Al momento de elegir un ave como mascota debemos saber que éstas pueden padecer ciertas enfermedades, manifestando los síntomas a través de sus plumas. Como primer medida es positivo conocer estos tipos de afecciones y sus manifestaciones para poder detectarlos y aplicar el tratamiento adecuado a cada caso.
Las plumas son una de las partes más importantes del cuerpo de las aves, y constituyen la cubierta corporal que les permite controlar y mantener su temperatura. Las plumas no son todas iguales, sino que existe una variedad de ellas en cada pájaro.
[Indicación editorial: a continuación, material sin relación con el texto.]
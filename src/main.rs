use std::path::Path;

use ndarray::Array3;
use volume_mesh::{
    FilterConfig, FilterKind, PipelineParameters, PipelineRunner, StatsRegion, VolumeGrid, density,
    export,
};

/// Demo: segment a synthetic bone-like ball out of a noisy-free background
/// volume and write the result as a printable STL.
#[tokio::main]
async fn main() {
    env_logger::init();

    let n = 64usize;
    let center = (n as f32 - 1.0) / 2.0;
    let radius = n as f32 / 3.0;
    let data = Array3::from_shape_fn((n, n, n), |(z, y, x)| {
        let d2 = [x, y, z]
            .iter()
            .map(|&c| (c as f32 - center).powi(2))
            .sum::<f32>();
        if d2.sqrt() <= radius { 1200.0 } else { 0.0 }
    });
    let volume = VolumeGrid::new(data, (0.5, 0.5, 0.5)).expect("spacing is valid");

    let stats = density::statistics(&volume, StatsRegion::Whole).expect("volume is not empty");
    log::info!(
        "volume range [{}, {}], mean {:.1}",
        stats.min,
        stats.max,
        stats.mean
    );

    let mut runner = PipelineRunner::new(volume);
    let mut params = PipelineParameters::new(600.0);
    params.filter = Some(FilterConfig {
        kind: FilterKind::Gaussian,
        kernel_size: 3,
    });
    params.max_vertices = Some(50_000);

    let mesh = runner
        .request_build(params)
        .mesh()
        .await
        .expect("should have built a mesh from the synthetic ball");
    let (min, max) = mesh.bounding_box().expect("mesh is not empty");
    log::info!(
        "mesh: {} vertices, {} triangles, {:.1} x {:.1} x {:.1} mm",
        mesh.vertices.len(),
        mesh.faces.len(),
        max[0] - min[0],
        max[1] - min[1],
        max[2] - min[2]
    );

    export::write_stl(Path::new("result.stl"), &mesh, "volume-mesh demo")
        .expect("should have written the STL file");
}
use crate::error::{PipelineError, Result};
use crate::volume::VolumeGrid;

/// Intensity window: a linear remap of raw scanner values into the display
/// range, defined by its center and full width.
#[derive(Clone, Copy, Debug, PartialEq)]
pub struct Window {
    pub center: f32,
    pub width: f32,
}

/// Upper end of the display range produced by [`apply`]; the lower end is 0.
pub const DISPLAY_MAX: f32 = 255.0;

/// Standard window presets for medical imaging, as (name, center, width).
pub const WINDOW_PRESETS: [(&str, f32, f32); 4] = [
    ("Bone", 1000.0, 1800.0),
    ("Soft Tissue", 40.0, 400.0),
    ("Lung", -600.0, 1600.0),
    ("Brain", 40.0, 80.0),
];

impl Window {
    pub fn new(center: f32, width: f32) -> Result<Self> {
        if !(width > 0.0) {
            return Err(PipelineError::InvalidParameter(format!(
                "window width must be positive, got {width}"
            )));
        }
        Ok(Self { center, width })
    }

    /// Look up a clinical preset by name ("Bone", "Soft Tissue", ...).
    pub fn preset(name: &str) -> Option<Self> {
        WINDOW_PRESETS
            .iter()
            .find(|(preset, _, _)| *preset == name)
            .map(|&(_, center, width)| Self { center, width })
    }

    /// Lower and upper raw-intensity bounds of the window.
    pub fn bounds(self) -> (f32, f32) {
        let half = self.width / 2.0;
        (self.center - half, self.center + half)
    }
}

/// Remap every sample into `[0, DISPLAY_MAX]`: values at or below the window
/// floor map to 0, at or above the ceiling to `DISPLAY_MAX`, linearly in
/// between. Returns a new grid; the input is untouched.
pub fn apply(volume: &VolumeGrid, window: Window) -> Result<VolumeGrid> {
    if !(window.width > 0.0) {
        return Err(PipelineError::InvalidParameter(format!(
            "window width must be positive, got {}",
            window.width
        )));
    }
    let (lo, hi) = window.bounds();
    log::debug!(
        "applying window center={} width={} -> [{lo}, {hi}]",
        window.center,
        window.width
    );

    let mut data = volume.data().clone();
    data.par_mapv_inplace(|v| (v.clamp(lo, hi) - lo) / window.width * DISPLAY_MAX);
    Ok(volume.with_data(data))
}
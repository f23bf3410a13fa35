//! Pipeline orchestration: parameters, the synchronous stage chain, and a
//! background runner that keeps interactive callers responsive.
//!
//! The chain itself is a pure function over its inputs; all session state
//! lives in the immutable [`PipelineParameters`] value and the runner's
//! owned volume reference. Runs never mutate shared data — each produces a
//! fresh, independently-owned [`Mesh`].

use std::sync::Arc;
use std::sync::atomic::{AtomicBool, Ordering};

use tokio::sync::oneshot;
use tokio::task::JoinHandle;

use crate::density;
use crate::enums::{FilterKind, Sampling};
use crate::error::{PipelineError, Result};
use crate::filter;
use crate::isosurface;
use crate::mesh::Mesh;
use crate::roi::{self, RoiRegion};
use crate::segment;
use crate::volume::VolumeGrid;
use crate::window::{self, Window};

#[derive(Clone, Copy, Debug)]
pub struct FilterConfig {
    pub kind: FilterKind,
    pub kernel_size: usize,
}

/// Everything one pipeline run depends on, fixed at request time.
#[derive(Clone, Debug)]
pub struct PipelineParameters {
    /// Optional window/level remap applied before filtering; when set, the
    /// threshold refers to the remapped `[0, 255]` range.
    pub window: Option<Window>,
    pub filter: Option<FilterConfig>,
    pub threshold: f32,
    /// Restrict segmentation to the slab derived from this region.
    pub roi: Option<RoiRegion>,
    pub sampling: Sampling,
    /// Decimation kicks in above this vertex count.
    pub max_vertices: Option<usize>,
}

impl PipelineParameters {
    pub fn new(threshold: f32) -> Self {
        Self {
            window: None,
            filter: None,
            threshold,
            roi: None,
            sampling: Sampling::default(),
            max_vertices: None,
        }
    }
}

/// Cooperative cancellation flag, checked between pipeline stages.
#[derive(Clone, Debug, Default)]
pub struct CancelToken(Arc<AtomicBool>);

impl CancelToken {
    pub fn cancel(&self) {
        self.0.store(true, Ordering::Relaxed);
    }

    pub fn is_cancelled(&self) -> bool {
        self.0.load(Ordering::Relaxed)
    }

    fn checkpoint(&self) -> Result<()> {
        if self.is_cancelled() {
            Err(PipelineError::Cancelled)
        } else {
            Ok(())
        }
    }
}

/// Run the full chain window -> filter -> segment -> extract -> annotate.
///
/// Cancellation is checked at every stage boundary; a cancelled run drops
/// its partial buffers and returns `Cancelled` rather than a partial mesh.
/// An empty mask is not an error — the result is simply an empty mesh.
pub fn run_pipeline(
    volume: &VolumeGrid,
    params: &PipelineParameters,
    cancel: &CancelToken,
) -> Result<Mesh> {
    let roi_slab = params
        .roi
        .as_ref()
        .map(|r| roi::to_volume_slab(r, volume.shape_xyz()))
        .transpose()?;

    cancel.checkpoint()?;
    let mut processed: Option<VolumeGrid> = None;
    if let Some(w) = params.window {
        processed = Some(window::apply(volume, w)?);
    }

    cancel.checkpoint()?;
    if let Some(f) = params.filter {
        let source = processed.as_ref().unwrap_or(volume);
        processed = Some(filter::apply(source, f.kind, f.kernel_size)?);
    }

    cancel.checkpoint()?;
    let source = processed.as_ref().unwrap_or(volume);
    let mask = segment::segment(source, params.threshold, roi_slab.as_ref());
    drop(processed);

    cancel.checkpoint()?;
    let mut mesh = isosurface::extract(&mask, volume.spacing(), volume.origin());
    if let Some(budget) = params.max_vertices {
        mesh = isosurface::decimate_to_budget(&mesh, budget);
    }

    cancel.checkpoint()?;
    // densities always come from the unprocessed source volume
    Ok(density::annotate(&mesh, volume, params.sampling))
}

/// Handle to a requested build; resolves to the mesh or a classified error.
pub struct BuildHandle {
    generation: u64,
    cancel: CancelToken,
    rx: oneshot::Receiver<Result<Mesh>>,
}

impl BuildHandle {
    /// Monotonic id of this request; later requests supersede earlier ones.
    pub fn generation(&self) -> u64 {
        self.generation
    }

    pub fn cancel(&self) {
        self.cancel.cancel();
    }

    /// Wait for the result. A superseded or cancelled run yields
    /// `Cancelled`, never a stale mesh.
    pub async fn mesh(self) -> Result<Mesh> {
        self.rx.await.unwrap_or(Err(PipelineError::Cancelled))
    }
}

struct InFlight {
    cancel: CancelToken,
    join: JoinHandle<()>,
}

/// Schedules pipeline runs on blocking worker threads and owns the volume
/// they read.
///
/// The grid is shared read-only through an `Arc`: every run clones the
/// reference at start, so replacing the dataset can never expose a torn
/// volume to a run already in flight. Only the most recent request is
/// allowed to deliver a mesh (last-request-wins).
pub struct PipelineRunner {
    volume: Arc<VolumeGrid>,
    generation: u64,
    in_flight: Option<InFlight>,
}

impl PipelineRunner {
    pub fn new(volume: VolumeGrid) -> Self {
        Self {
            volume: Arc::new(volume),
            generation: 0,
            in_flight: None,
        }
    }

    pub fn volume(&self) -> &VolumeGrid {
        &self.volume
    }

    /// Start a build for the given parameters, cancelling any run still in
    /// flight. Must be called from within a tokio runtime.
    pub fn request_build(&mut self, params: PipelineParameters) -> BuildHandle {
        if let Some(previous) = self.in_flight.take() {
            previous.cancel.cancel();
        }
        self.generation += 1;
        let generation = self.generation;

        let cancel = CancelToken::default();
        let worker_cancel = cancel.clone();
        let volume = Arc::clone(&self.volume);
        let (tx, rx) = oneshot::channel();

        let join = tokio::task::spawn_blocking(move || {
            log::debug!("pipeline run {generation} started");
            let result = run_pipeline(&volume, &params, &worker_cancel);
            // re-check after the run: a supersede that raced completion
            // must still discard the result
            let result = if worker_cancel.is_cancelled() {
                Err(PipelineError::Cancelled)
            } else {
                result
            };
            match &result {
                Ok(mesh) => log::debug!(
                    "pipeline run {generation} finished with {} triangles",
                    mesh.faces.len()
                ),
                Err(e) => log::debug!("pipeline run {generation} ended: {e}"),
            }
            let _ = tx.send(result);
        });

        self.in_flight = Some(InFlight {
            cancel: cancel.clone(),
            join,
        });
        BuildHandle {
            generation,
            cancel,
            rx,
        }
    }

    /// Replace the dataset. The in-flight run (if any) is cancelled and
    /// awaited before the reference is swapped, so no run straddles two
    /// volumes.
    pub async fn set_volume(&mut self, volume: VolumeGrid) {
        if let Some(previous) = self.in_flight.take() {
            previous.cancel.cancel();
            let _ = previous.join.await;
        }
        self.volume = Arc::new(volume);
    }
}

#[cfg(test)]
mod tests {
    use super::*;
    use ndarray::Array3;

    /// Zero volume with a centered block of the given value.
    fn block_volume(n: usize, lo: usize, hi: usize, value: f32) -> VolumeGrid {
        let data = Array3::from_shape_fn((n, n, n), |(z, y, x)| {
            let p = [x, y, z];
            if p.iter().all(|&c| c >= lo && c < hi) {
                value
            } else {
                0.0
            }
        });
        VolumeGrid::new(data, (1.0, 1.0, 1.0)).unwrap()
    }

    #[test]
    fn synchronous_chain_produces_an_annotated_mesh() {
        let volume = block_volume(12, 3, 9, 1000.0);
        let params = PipelineParameters::new(500.0);
        let mesh = run_pipeline(&volume, &params, &CancelToken::default()).unwrap();
        assert!(!mesh.is_empty());
        assert!(mesh.densities.iter().all(|&d| d == 1000.0));
    }

    #[test]
    fn cancelled_token_stops_the_chain() {
        let volume = block_volume(8, 2, 6, 900.0);
        let cancel = CancelToken::default();
        cancel.cancel();
        assert!(matches!(
            run_pipeline(&volume, &PipelineParameters::new(500.0), &cancel),
            Err(PipelineError::Cancelled)
        ));
    }

    #[test]
    fn parameter_errors_halt_the_run() {
        let volume = block_volume(8, 2, 6, 900.0);
        let mut params = PipelineParameters::new(500.0);
        params.filter = Some(FilterConfig {
            kind: FilterKind::Gaussian,
            kernel_size: 4,
        });
        assert!(matches!(
            run_pipeline(&volume, &params, &CancelToken::default()),
            Err(PipelineError::InvalidParameter(_))
        ));
    }

    #[test]
    fn empty_mask_flows_through_as_an_empty_mesh() {
        let volume = block_volume(8, 2, 6, 100.0);
        let mesh = run_pipeline(
            &volume,
            &PipelineParameters::new(5000.0),
            &CancelToken::default(),
        )
        .unwrap();
        assert!(mesh.is_empty());
        assert_eq!(mesh.vertices.len(), 0);
    }

    #[tokio::test]
    async fn runner_delivers_the_requested_mesh() {
        let mut runner = PipelineRunner::new(block_volume(12, 3, 9, 1000.0));
        let handle = runner.request_build(PipelineParameters::new(500.0));
        assert_eq!(handle.generation(), 1);
        let mesh = handle.mesh().await.unwrap();
        let (min, max) = mesh.bounding_box().unwrap();
        for a in 0..3 {
            assert_eq!(max[a] - min[a], 6.0);
        }
    }

    #[tokio::test]
    async fn newer_requests_supersede_older_ones() {
        let mut runner = PipelineRunner::new(block_volume(32, 4, 28, 1000.0));
        let first = runner.request_build(PipelineParameters::new(500.0));
        let second = runner.request_build(PipelineParameters::new(500.0));
        assert!(second.generation() > first.generation());

        // the superseded run must never deliver a mesh
        assert!(matches!(
            first.mesh().await,
            Err(PipelineError::Cancelled)
        ));
        assert!(second.mesh().await.is_ok());
    }

    #[tokio::test]
    async fn explicit_cancel_discards_the_result() {
        let mut runner = PipelineRunner::new(block_volume(32, 4, 28, 1000.0));
        let handle = runner.request_build(PipelineParameters::new(500.0));
        handle.cancel();
        assert!(matches!(
            handle.mesh().await,
            Err(PipelineError::Cancelled)
        ));
    }

    #[tokio::test]
    async fn set_volume_swaps_the_dataset_for_new_runs() {
        let mut runner = PipelineRunner::new(block_volume(32, 4, 28, 1000.0));
        let stale = runner.request_build(PipelineParameters::new(500.0));
        runner.set_volume(block_volume(12, 4, 8, 2000.0)).await;

        let handle = runner.request_build(PipelineParameters::new(500.0));
        let mesh = handle.mesh().await.unwrap();
        let (min, max) = mesh.bounding_box().unwrap();
        for a in 0..3 {
            assert_eq!(max[a] - min[a], 4.0);
        }
        assert!(mesh.densities.iter().all(|&d| d == 2000.0));
        // the pre-swap run was cancelled by the swap
        assert!(stale.mesh().await.is_err());
    }

    #[tokio::test]
    async fn runner_reports_parameter_errors_through_the_handle() {
        let mut runner = PipelineRunner::new(block_volume(8, 2, 6, 900.0));
        let mut params = PipelineParameters::new(500.0);
        params.window = Some(Window {
            center: 100.0,
            width: 0.0,
        });
        assert!(matches!(
            runner.request_build(params).mesh().await,
            Err(PipelineError::InvalidParameter(_))
        ));
    }
}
Para renovarlas cuando se encuentran deterioradas, lo hacen a través de un proceso de muda, que generalmente ocurre una o dos veces por año. También puede ocurrir una “falsa muda” cuando el ave pierde su plumaje fuera de la época de muda, hecho que suele ocurrir debido a las altas temperaturas ambientales.
Entre las enfermedades que pueden afectar las plumas de las aves se puede mencionar la caída provocada por parásitos internos. Al sentir que le pica profundamente todo el cuerpo, el ave pretende calmarlo dándose picotazos y de esta manera rompe muchas de sus plumas.
También puede ocurrir un cambio de color que generalmente se deben a una mala alimentación y escasa nutrición. Incluso las plumas pueden crecer torcidas o desordenadas. Algunas otras afecciones pueden ser causadas por virus o bacterias.
Pero además de estas enfermedades, las aves pueden padecer otras de procedencia congénita, como por ejemplo el quiste folicular, que se da cuando las plumas nacen hacia adentro, o la enfermedad del crisantemo, que provoca el cese repentino del crecimiento de plumas.